It’s been a while since I last made a blog post. Various reasons, including the continued poor weather. Even though it’s now March and the crocuses and the early daffodils are up, we are still having cold, snowy, frosty and grey days. Sadly this makes taking pictures tricky. However, the sun finally came out briefly yesterday afternoon, so I’ve been able to take pictures of work in progress.
A few weeks ago I received a lovely spinning book for my birthday. It’s The Spinner’s Book of Yarn Designs by Sarah Anderson:
Yes, I did just grab that image from the preview on Amazon’s site.
The book’s absolutely brilliant. Full of inspiring techniques and ideas for yarn constructions I’ve not come across before. I love the clear diagrams that show the construction of a yarn at a glance. My first project inspired by this is a 3 ply yarn, with a construction similar to a cabled yarn. It’s called a Crepe yarn. 2 singles are spun in one direction, then plied. Then a second single is spun in the plied direction and plied with the original 2 ply. Are you still following? No? The “at a glance” diagram would really help here – which is one reason the book is so brilliant.

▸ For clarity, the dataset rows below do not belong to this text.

//! # Analysis Configuration
//!
//! Every tunable constant of the analysis lives in [`AnalysisConfig`]. The
//! defaults describe the bodyfat study (252 men, two responses, twelve body
//! measurements); a TOML file can override any subset of fields.

use serde::{Deserialize, Serialize};
use std::collections::{BTreeMap, HashSet};
use std::fs;
use thiserror::Error;

#[derive(Error, Debug)]
pub enum ConfigError {
    #[error("Failed to read configuration file: {0}")]
    IoError(#[from] std::io::Error),
    #[error("Failed to parse TOML configuration: {0}")]
    TomlParseError(#[from] toml::de::Error),
    #[error("Invalid configuration value for '{field}': {reason}")]
    Invalid { field: &'static str, reason: String },
    #[error("Variable '{0}' is listed more than once.")]
    DuplicateVariable(String),
}

/// A column computed once as `scale * source + offset`.
#[derive(Debug, Clone, PartialEq, Serialize, Deserialize)]
pub struct DerivedColumn {
    pub name: String,
    pub source: String,
    pub scale: f64,
    #[serde(default)]
    pub offset: f64,
}

impl DerivedColumn {
    pub fn affine(name: &str, source: &str, scale: f64) -> Self {
        Self {
            name: name.to_string(),
            source: source.to_string(),
            scale,
            offset: 0.0,
        }
    }
}

/// Complexity penalty of the BIC score. Each free parameter costs
/// `multiplier * ln(N) / 2 + offset`.
#[derive(Debug, Clone, Copy, PartialEq, Serialize, Deserialize)]
#[serde(default)]
pub struct BicPenalty {
    pub multiplier: f64,
    pub offset: f64,
}

impl Default for BicPenalty {
    fn default() -> Self {
        Self {
            multiplier: 1.0,
            offset: 0.0,
        }
    }
}

impl BicPenalty {
    pub fn per_parameter(&self, n_samples: usize) -> f64 {
        self.multiplier * (n_samples as f64).ln() / 2.0 + self.offset
    }
}

#[derive(Debug, Clone, PartialEq, Serialize, Deserialize)]
#[serde(default)]
pub struct AnalysisConfig {
    pub responses: Vec<String>,
    pub covariates: Vec<String>,
    pub derived: Vec<DerivedColumn>,
    /// 1-based row numbers of the raw table to discard.
    pub outlier_rows: Vec<usize>,
    pub separator: char,
    pub split_proportion: f64,
    pub seed: u64,
    pub penalty: BicPenalty,
    pub precision_threshold: f64,
    /// Largest acceptable condition number of an evidence covariance block.
    pub condition_limit: f64,
    pub max_search_iterations: Option<usize>,
    pub mandatory_edges: Vec<(String, String)>,
    pub forbidden_edges: Vec<(String, String)>,
    pub forbid_responses_as_covariate_parents: bool,
    pub example_evidence: Option<BTreeMap<String, f64>>,
}

impl Default for AnalysisConfig {
    fn default() -> Self {
        let covariates = [
            "Wkg", "Hcm", "Neck", "Chest", "Abdomen", "Hip", "Thigh", "Knee", "Ankle", "Biceps",
            "Forearm", "Wrist",
        ];
        Self {
            responses: vec!["BodyFat".to_string(), "Density".to_string()],
            covariates: covariates.iter().map(|s| s.to_string()).collect(),
            derived: vec![
                DerivedColumn::affine("Wkg", "Weight", 0.45359237),
                DerivedColumn::affine("Hcm", "Height", 2.54),
            ],
            outlier_rows: vec![39, 42],
            separator: ',',
            split_proportion: 0.6,
            seed: 2024,
            penalty: BicPenalty::default(),
            precision_threshold: 1e-4,
            condition_limit: 1e12,
            max_search_iterations: None,
            mandatory_edges: Vec::new(),
            forbidden_edges: Vec::new(),
            forbid_responses_as_covariate_parents: true,
            example_evidence: None,
        }
    }
}

impl AnalysisConfig {
    /// Loads a configuration from TOML. Missing fields take their defaults.
    pub fn load(path: &str) -> Result<Self, ConfigError> {
        let text = fs::read_to_string(path)?;
        let config: Self = toml::from_str(&text)?;
        config.validate()?;
        Ok(config)
    }

    pub fn validate(&self) -> Result<(), ConfigError> {
        if !(self.split_proportion > 0.0 && self.split_proportion < 1.0) {
            return Err(ConfigError::Invalid {
                field: "split_proportion",
                reason: format!("must lie strictly between 0 and 1, got {}", self.split_proportion),
            });
        }
        if !self.precision_threshold.is_finite() || self.precision_threshold < 0.0 {
            return Err(ConfigError::Invalid {
                field: "precision_threshold",
                reason: format!("must be finite and non-negative, got {}", self.precision_threshold),
            });
        }
        if !(self.condition_limit > 1.0) {
            return Err(ConfigError::Invalid {
                field: "condition_limit",
                reason: format!("must exceed 1, got {}", self.condition_limit),
            });
        }
        if !self.separator.is_ascii() {
            return Err(ConfigError::Invalid {
                field: "separator",
                reason: format!("must be a single ASCII character, got '{}'", self.separator),
            });
        }
        if !self.penalty.multiplier.is_finite() || !self.penalty.offset.is_finite() {
            return Err(ConfigError::Invalid {
                field: "penalty",
                reason: "multiplier and offset must be finite".to_string(),
            });
        }
        if self.responses.is_empty() {
            return Err(ConfigError::Invalid {
                field: "responses",
                reason: "at least one response variable is required".to_string(),
            });
        }
        if self.covariates.is_empty() {
            return Err(ConfigError::Invalid {
                field: "covariates",
                reason: "at least one covariate is required".to_string(),
            });
        }
        let mut seen = HashSet::new();
        for name in self.variables() {
            if !seen.insert(name.clone()) {
                return Err(ConfigError::DuplicateVariable(name));
            }
        }
        Ok(())
    }

    /// Covariates followed by responses. This order fixes node indices.
    pub fn variables(&self) -> Vec<String> {
        self.covariates
            .iter()
            .chain(self.responses.iter())
            .cloned()
            .collect()
    }

    /// The configured forbidden edges, plus every response -> covariate edge
    /// when `forbid_responses_as_covariate_parents` is set.
    pub fn effective_forbidden_edges(&self) -> Vec<(String, String)> {
        let mut edges = self.forbidden_edges.clone();
        if self.forbid_responses_as_covariate_parents {
            for response in &self.responses {
                for covariate in &self.covariates {
                    let edge = (response.clone(), covariate.clone());
                    if !edges.contains(&edge) {
                        edges.push(edge);
                    }
                }
            }
        }
        edges
    }
}

#[cfg(test)]
mod tests {
    use super::*;
    use approx::assert_abs_diff_eq;
    use std::io::Write;
    use tempfile::NamedTempFile;

    #[test]
    fn test_default_config_is_valid() {
        let config = AnalysisConfig::default();
        config.validate().unwrap();
        assert_eq!(config.covariates.len(), 12);
        assert_eq!(config.responses.len(), 2);
        assert_eq!(config.variables().len(), 14);
        assert_eq!(config.variables()[0], "Wkg");
        assert_eq!(config.variables()[13], "Density");
    }

    #[test]
    fn test_penalty_per_parameter() {
        let penalty = BicPenalty {
            multiplier: 1.0,
            offset: 0.5,
        };
        assert_abs_diff_eq!(
            penalty.per_parameter(150),
            (150.0_f64).ln() / 2.0 + 0.5,
            epsilon = 1e-12
        );
    }

    #[test]
    fn test_partial_toml_keeps_defaults() {
        let mut file = NamedTempFile::new().unwrap();
        writeln!(
            file,
            r#"
split_proportion = 0.7
seed = 7
mandatory_edges = [["Abdomen", "BodyFat"]]

[penalty]
offset = 2.0
"#
        )
        .unwrap();
        let config = AnalysisConfig::load(file.path().to_str().unwrap()).unwrap();
        assert_abs_diff_eq!(config.split_proportion, 0.7, epsilon = 1e-12);
        assert_eq!(config.seed, 7);
        assert_eq!(
            config.mandatory_edges,
            vec![("Abdomen".to_string(), "BodyFat".to_string())]
        );
        assert_abs_diff_eq!(config.penalty.offset, 2.0, epsilon = 1e-12);
        assert_abs_diff_eq!(config.penalty.multiplier, 1.0, epsilon = 1e-12);
        assert_eq!(config.outlier_rows, vec![39, 42]);
    }

    #[test]
    fn test_invalid_split_is_rejected() {
        let config = AnalysisConfig {
            split_proportion: 1.0,
            ..AnalysisConfig::default()
        };
        match config.validate() {
            Err(ConfigError::Invalid { field, .. }) => assert_eq!(field, "split_proportion"),
            other => panic!("Expected Invalid(split_proportion), got {:?}", other),
        }
    }

    #[test]
    fn test_duplicate_variable_is_rejected() {
        let config = AnalysisConfig {
            responses: vec!["Neck".to_string()],
            ..AnalysisConfig::default()
        };
        match config.validate() {
            Err(ConfigError::DuplicateVariable(name)) => assert_eq!(name, "Neck"),
            other => panic!("Expected DuplicateVariable, got {:?}", other),
        }
    }

    #[test]
    fn test_response_parents_of_covariates_are_forbidden() {
        let config = AnalysisConfig::default();
        let forbidden = config.effective_forbidden_edges();
        assert_eq!(forbidden.len(), 24);
        assert!(forbidden.contains(&("BodyFat".to_string(), "Abdomen".to_string())));
        assert!(!forbidden.contains(&("Abdomen".to_string(), "BodyFat".to_string())));
    }
}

I’m spinning this with a thick single from my dyed BFL (the pinky/orange one), here it is a few weeks ago:
and two thin singles of natural white Shetland. I was aiming at a Bubble or Rickrack Crepe yarn, but I don’t think there’s enough difference in the thickness of the singles. At the two ply stage I have two almost full bobbins of yarn. However, I don’t have enough bobbins for the wheel I’m using for this spinning, so have wound the 2-ply off into skeins:
As there’s a lot of unbalanced twist in this 2-ply, the skeins are a little like super-scrunchies. I’m sure there are good reasons not to handle the yarn-in-progress in this way, but I’m afraid I don’t know them (a little knowledge at this stage may be a dangerous thing). At the moment I’m working on the second white single. When I ply I’ll put each skein onto my swift and ply from the swift and a bobbin. I’ve not done this before! It could all turn into a huge tangle of wild yarn!